Gaines' confused letter insults veterans

I suspect he’s trying to address my remarks, but it’s so hopelessly muddled it’s hard to tell.

A letter to the editor last week in the Baton Rouge Advocate by Democrat state Rep. Randal Gaines stumbled about in trying to defend the recent legal change allowing many felons to vote. I think he filed it as a response to recent my column about how Democrats had bamboozled Republicans into supporting that bad bill, which does nothing to encourage reform of or overall political participation by the felon population, but does give Democrats disproportionately the chance to harvest more votes in elections.

That Gaines, willfully or otherwise, remains ignorant of the literature that shows no link between greater civic involvement and having the right to vote among felons showed clearly in the letter, which falsely alleged that to oppose the law wouldn’t help to prevent recidivism. But he also introduced a new creative reason to make the law acceptable.


Gaines wrote that it would empower veterans and people who experienced less-than-desirable childhoods. Follow his reasoning, if possible: the rigors of war and/or growing up in a household marred with violence made people with this background develop something like post-traumatic stress syndrome, which inevitably caused them to go out and commit felonies.

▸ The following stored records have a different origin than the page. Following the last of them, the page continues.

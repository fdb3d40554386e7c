//! Mapper bank-size table.
//!
//! Maps an iNES mapper number to the smallest PRG ROM bank size its
//! bank-switching scheme supports. A 32 KiB bank means the mapper does
//! no PRG bankswitching at all.
//!
//! Reference: https://www.nesdev.org/wiki/List_of_mappers

/// Bank size assumed for mappers absent from the table. 8 KiB is the
/// smallest bank any mapper uses, so candidate address lists derived
/// from it are over-broad but never miss an address.
const FALLBACK_BANK_SIZE: usize = 8 * 1024;

// (mapper, smallest PRG bank size in KiB, board name).
// Mappers only seen in pirate carts are left out.
const MAPPER_INFO: &[(u8, usize, &str)] = &[
    (0, 32, "NROM"),
    (1, 16, "SxROM, MMC1"),
    (2, 16, "UxROM"),
    (3, 32, "CNROM"),
    (4, 8, "TxROM, MMC3, MMC6"),
    (5, 8, "ExROM, MMC5"),
    (7, 32, "AxROM"),
    (9, 8, "PxROM, MMC2"),
    (10, 16, "FxROM, MMC4"),
    (11, 32, "Color Dreams"),
    (13, 32, "CPROM"),
    (16, 16, "some Bandai FCG boards"),
    (18, 8, "Jaleco SS8806"),
    (19, 8, "Namco 163"),
    (21, 8, "Konami VRC4a, VRC4c"),
    (22, 8, "Konami VRC2a"),
    (23, 8, "Konami VRC2b, VRC4e"),
    (24, 8, "Konami VRC6a"),
    (25, 8, "Konami VRC4b, VRC4d"),
    (26, 8, "Konami VRC6b"),
    (33, 8, "Taito TC0190"),
    (34, 32, "BNROM, NINA-001"),
    (64, 8, "RAMBO-1"),
    (66, 32, "GxROM, MxROM"),
    (68, 16, "Sunsoft-4"),
    (69, 8, "Sunsoft FME-7, 5A, 5B"),
    (70, 16, "(unnamed)"),
    (71, 16, "Camerica/Codemasters"),
    (73, 16, "Konami VRC3"),
    (75, 8, "Konami VRC1"),
    (79, 32, "NINA-03, NINA-06"),
    (80, 8, "Taito X1-005"),
    (85, 8, "Konami VRC7"),
    (86, 32, "Jaleco JF-13"),
    (87, 32, "(unnamed)"),
    (88, 8, "(unnamed)"),
    (91, 8, "(unnamed)"),
    (94, 16, "HVC-UN1ROM"),
    (99, 8, "(used by Vs. System games)"),
    (105, 16, "NES-EVENT"),
    (112, 8, "(unnamed)"),
    (113, 32, "NINA-003/NINA-006??"),
    (118, 8, "TxSROM, MMC3"),
    (119, 8, "TQROM, MMC3"),
    (139, 32, "Sachen 8259"),
    (141, 32, "Sachen 8259"),
    (146, 32, "NINA-03, NINA-06"),
    (148, 32, "Sachen SA-008-A, Tengen 800008"),
    (150, 32, "Sachen SA-015, SA-630"),
    (153, 16, "some Bandai FCG boards"),
    (157, 16, "some Bandai FCG boards"),
    (159, 16, "some Bandai FCG boards"),
    (180, 16, "Crazy Climber"),
    (185, 32, "CNROM with protection diodes"),
    (210, 8, "Namco 175, 340"),
    (228, 16, "Action 52"),
    (232, 16, "Camerica/Codemasters Quattro"),
    (243, 32, "Sachen SA-020A"),
];

fn lookup(mapper: u8) -> Option<(usize, &'static str)> {
    MAPPER_INFO
        .iter()
        .find(|&&(number, _, _)| number == mapper)
        .map(|&(_, kib, name)| (kib * 1024, name))
}

/// Is the mapper in the table? Bank-size results for unknown mappers
/// are conservative guesses rather than facts.
pub fn is_mapper_known(mapper: u8) -> bool {
    lookup(mapper).is_some()
}

pub fn mapper_name(mapper: u8) -> &'static str {
    lookup(mapper).map_or("(unknown)", |(_, name)| name)
}

/// The smallest PRG ROM bank size the mapper's addressing scheme
/// supports: 8, 16 or 32 KiB. Unknown mappers get the 8 KiB fallback
/// and a warning; this never fails.
pub fn min_prg_bank_size_for_mapper(mapper: u8) -> usize {
    match lookup(mapper) {
        Some((size, _)) => size,
        None => {
            log::warn!(
                "unknown mapper {} (assuming {} KiB PRG banks)",
                mapper,
                FALLBACK_BANK_SIZE / 1024
            );
            FALLBACK_BANK_SIZE
        }
    }
}

/// The smallest PRG ROM bank size the game may actually use. Never
/// larger than the PRG ROM itself, even for mappers whose nominal
/// minimum bank is larger.
pub fn min_prg_bank_size(prg_size: usize, mapper: u8) -> usize {
    min_prg_bank_size_for_mapper(mapper).min(prg_size)
}

/// Does this mapper need more than one bank to cover the ROM?
/// May give false positives (especially for unknown mappers), never
/// false negatives.
pub fn is_prg_bankswitched(prg_size: usize, mapper: u8) -> bool {
    min_prg_bank_size_for_mapper(mapper) < prg_size
}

Of course, most veterans live as law-abiding citizens and likely many of them have no sympathy for criminals. The same holds true for people who lived in a dysfunctional environment as children. In just a few words, Gaines not only makes the breathtakingly stupid rationalization that serving your country and growing up poor turns you into criminals, but he also insults everybody from those backgrounds.

He also mischaracterizes my column, completely fabricating that I wrote that only certain parts of the community want to reduce crime, a sentiment which appears nowhere in the column. And he demonstrated poor reading comprehension when he alleged the column “adopted a vitriolic, click-bait tone and neglected to inform the readers of pertinent facts,” failing to note that at the bottom of that (and every) column resides a link for readers to access giving other links to the data on which the facts related in the column are based.

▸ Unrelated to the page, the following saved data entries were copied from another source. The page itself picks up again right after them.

//! CPU ↔ PRG ROM address translation.
//!
//! The CPU sees PRG ROM through the fixed 0x8000-0xFFFF window, one
//! bank-sized slice at a time. One PRG ROM offset is therefore visible
//! at every bank-aligned position of the window, and one CPU address
//! can come from any bank of the ROM. Both directions return all
//! candidates in ascending order.

/// Start of the CPU's PRG ROM window.
pub const CPU_ROM_START: u16 = 0x8000;

#[derive(Debug, thiserror::Error)]
pub enum AddressError {
    #[error("CPU address {0:#06x} is outside the ROM area 0x8000-0xffff")]
    OutOfRange(u32),
}

/// Validate a caller-supplied CPU ROM address.
///
/// The translation functions below mask their input into range and
/// never fail; this is the checked entry point for addresses that come
/// from the user.
pub fn cpu_rom_address(addr: u32) -> Result<u16, AddressError> {
    if (CPU_ROM_START as u32..=0xffff).contains(&addr) {
        Ok(addr as u16)
    } else {
        Err(AddressError::OutOfRange(addr))
    }
}

/// Every CPU address a PRG ROM offset can appear at, ascending.
///
/// `bank_size` must be a power of two (8/16/32 KiB). Total: any offset
/// lands in at least one window slot since banks never exceed 32 KiB.
pub fn prg_to_cpu(prg_addr: usize, bank_size: usize) -> impl Iterator<Item = u16> {
    debug_assert!(bank_size.is_power_of_two());
    let offset = prg_addr & (bank_size - 1);
    (CPU_ROM_START as usize..0x1_0000)
        .step_by(bank_size)
        .map(move |origin| (origin | offset) as u16)
}

/// Every PRG ROM offset that can be mapped at a CPU address, ascending.
/// The CPU address is masked into the bank implicitly.
pub fn cpu_to_prg(
    cpu_addr: u16,
    bank_size: usize,
    prg_size: usize,
) -> impl Iterator<Item = usize> {
    debug_assert!(bank_size.is_power_of_two());
    let offset = cpu_addr as usize & (bank_size - 1);
    (offset..prg_size).step_by(bank_size)
}

/// Like [`cpu_to_prg`], but keeps only offsets whose current byte
/// equals `compare`. This is how an 8-letter Game Genie code is
/// narrowed down to the banks it can actually patch.
pub fn cpu_to_prg_matching(
    cpu_addr: u16,
    bank_size: usize,
    prg: &[u8],
    compare: u8,
) -> impl Iterator<Item = usize> + '_ {
    cpu_to_prg(cpu_addr, bank_size, prg.len()).filter(move |&addr| prg[addr] == compare)
}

However, I suspect the “facts” in which he seems interested derive from criminal justice legal changes passed into law in 2017, a set of reforms that he then extolls virtuously – which have nothing to do with the issue at hand. The column was about the law expanding felon voting, not that package. Gaines may think that sleight of hand clever, but it’s so transparently dishonest that it only discredits further his argumentation.

Perhaps the motive for his attempting such a hatchet job comes from another column of mine over a year earlier that noted Gaines’ hypocrisy in not initially supporting a past candidate for Secretary of State, Democrat Derrick Edwards. Then, Gaines claimed, as a party official (he’s Vice “Chair” of Elected Officials) that the state party didn’t want to endorse the physically-disabled Edwards because he couldn’t run a “viable” campaign, with proof being that Edwards had incurred fines for late reporting. At the time, Gaines himself had two outstanding fines which subsequently, whether from the embarrassment instigated by the column’s appearance, he has paid off.

Voters in Gaines’ district should note that the guy they elected produced this mess of a letter, and keep its lack of factual information and poor reasoning ability in mind as he seeks reelection this year.